When you move to Multi-Channel and eventually progress towards Agile Commerce

Today marketing and advertisement have opened many channels other than traditional channels. It includes: telemarketing, print catalogue, Kiosk and ecommerce.  However contribution of e-commerce is huge in comparison to other channels. It opens numerous feeds to the organization, like:

Campaign data (email, A/B test analysis)

Browse behavior on e-commerce site (Web logs)

Mobile BI

Call Centre voice data converted in textual

Data from search engines.

Social Media like Facebook, Twitter.

Customer experience, recommendation.

Multichannel purchase history etc.

Most importantly customer sentiment analysis will give an edge to marketing strategy.

So, effective and efficient utilization of multi-channel requires that we must tear down the walls what we have been building between different channels over the years.

Data from Multi-channel: When the channels are cosmic, data produced from these channels are utterly unstructured and gigantic.
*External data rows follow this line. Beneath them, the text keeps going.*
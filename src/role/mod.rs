//! The four-state role machine: Learner, Follower, Candidate, Leader.
//!
//! Exactly one role is live per core at any instant. Transitions are
//! exclusive: the outgoing role's `stop()` cancels every timer and
//! in-flight call it owns before the incoming role's `start()` runs, so a
//! stale candidate's election timer can never fire after promotion.

pub mod candidate;
pub mod follower;
pub mod leader;
pub mod learner;

use std::time::Duration;

use serde::Serialize;
use tokio::sync::mpsc;
use tokio_util::sync::CancellationToken;

pub use candidate::Candidate;
pub use follower::Follower;
pub use leader::{Leader, StoreWaiter};
pub use learner::Learner;

use crate::rpc::{AppendEntriesRequest, AppendEntriesResponse, VoteRequest, VoteResponse};
use crate::state::NodeState;

/// Election timeout window in multiples of the heartbeat base.
pub(crate) const ELECTION_WINDOW: (u64, u64) = (3, 6);

#[derive(Debug, Clone, Copy, PartialEq, Eq, Serialize)]
#[serde(rename_all = "lowercase")]
pub enum RoleKind {
    Learner,
    Follower,
    Candidate,
    Leader,
}

impl std::fmt::Display for RoleKind {
    fn fmt(&self, f: &mut std::fmt::Formatter<'_>) -> std::fmt::Result {
        match self {
            RoleKind::Learner => write!(f, "learner"),
            RoleKind::Follower => write!(f, "follower"),
            RoleKind::Candidate => write!(f, "candidate"),
            RoleKind::Leader => write!(f, "leader"),
        }
    }
}

/// Role swap requested by an RPC handler; the state mutation itself has
/// already happened by the time one is returned.
#[derive(Debug, Clone, Copy, PartialEq, Eq)]
pub enum Transition {
    ToFollower,
    ToCandidate,
    ToLeader,
}

/// Ticks emitted by role-owned timers back into the core event loop.
#[derive(Debug, Clone, Copy)]
pub enum RoleEvent {
    /// A randomized election window elapsed.
    ElectionTimeout { window: Duration },
    /// Leader replication cadence.
    ReplicateTick,
}

/// What a role needs to start its timers.
pub struct RoleCtx {
    pub events: mpsc::UnboundedSender<RoleEvent>,
    pub heartbeat_base: Duration,
}

/// Tagged union over the four concrete role implementations.
pub enum Role {
    Learner(Learner),
    Follower(Follower),
    Candidate(Candidate),
    Leader(Leader),
}

impl Role {
    pub fn kind(&self) -> RoleKind {
        match self {
            Role::Learner(_) => RoleKind::Learner,
            Role::Follower(_) => RoleKind::Follower,
            Role::Candidate(_) => RoleKind::Candidate,
            Role::Leader(_) => RoleKind::Leader,
        }
    }

    pub fn token(&self) -> &CancellationToken {
        match self {
            Role::Learner(r) => r.token(),
            Role::Follower(r) => r.token(),
            Role::Candidate(r) => r.token(),
            Role::Leader(r) => r.token(),
        }
    }

    pub fn start(&mut self, ctx: &RoleCtx) {
        match self {
            Role::Learner(r) => r.start(ctx),
            Role::Follower(r) => r.start(ctx),
            Role::Candidate(r) => r.start(ctx),
            Role::Leader(r) => r.start(ctx),
        }
    }

    /// Cancel every timer and in-flight task this role owns.
    pub fn stop(&self) {
        self.token().cancel();
    }

    pub fn handle_append_entries(
        &mut self,
        state: &mut NodeState,
        req: &AppendEntriesRequest,
    ) -> (AppendEntriesResponse, Option<Transition>) {
        let stale = req.term < state.term;
        match self {
            Role::Follower(_) => (follower::append_entries(state, req), None),
            Role::Learner(_) if !stale => {
                // A live leader exists: no reason to stay out of the
                // electorate.
                (follower::append_entries(state, req), Some(Transition::ToFollower))
            }
            Role::Candidate(_) if !stale => {
                // Valid heartbeat from a leader elected this term or later.
                (follower::append_entries(state, req), Some(Transition::ToFollower))
            }
            Role::Leader(_) if req.term > state.term => {
                (follower::append_entries(state, req), Some(Transition::ToFollower))
            }
            _ => {
                if self.kind() == RoleKind::Leader && req.term == state.term {
                    tracing::error!(
                        node_id = %state.node_id,
                        term = state.term,
                        other = %req.leader_id,
                        "AppendEntries from another leader in the same term"
                    );
                }
                (
                    AppendEntriesResponse {
                        term: state.term,
                        success: false,
                        match_index: state.ledger.last_index(),
                    },
                    None,
                )
            }
        }
    }

    pub fn handle_request_vote(
        &mut self,
        state: &mut NodeState,
        req: &VoteRequest,
    ) -> (VoteResponse, Option<Transition>) {
        match self {
            Role::Learner(_) => {
                // Learners track terms but sit out elections.
                state.observe_term(req.term);
                (
                    VoteResponse {
                        term: state.term,
                        granted: false,
                    },
                    None,
                )
            }
            Role::Follower(_) => (follower::request_vote(state, req), None),
            Role::Candidate(_) | Role::Leader(_) => {
                if req.term > state.term {
                    (follower::request_vote(state, req), Some(Transition::ToFollower))
                } else {
                    (
                        VoteResponse {
                            term: state.term,
                            granted: false,
                        },
                        None,
                    )
                }
            }
        }
    }
}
Web logs, Consumer Web interaction, Social media messages are few examples of highly unstructured data.  

Business still needs to analyze this data: Though it is unstructured but it had proven to be more meaningful in terms of trend analysis and consumer preference and sentiment, compared to the direct store data. 

Titanic and unstructured nature makes it unfeasible for analysis: Due to variety, volume and velocity of the data the task of transformation into relational database becomes vulnerable and analysis nearly impossible. So we need to add flavor of Big Data Analytics in traditional DW.

 

Strategy to Big Data Analytics

We neither need to cleanse this data nor need to bring it into relational database. We do not even need to wait until it gets processed through series of transformations. Because until that time information will lose its flavor of real time.  However we can still store it quickly as it comes and can be easily accessed using:

  • Ø HDFS (Hadoop Distributed File System) & Map Reduce Framework.
  • Ø Real time frequently updated unstructured data storage in HBASE
  • Ø Quicker access using HIVE datawarehouse on Hadoop.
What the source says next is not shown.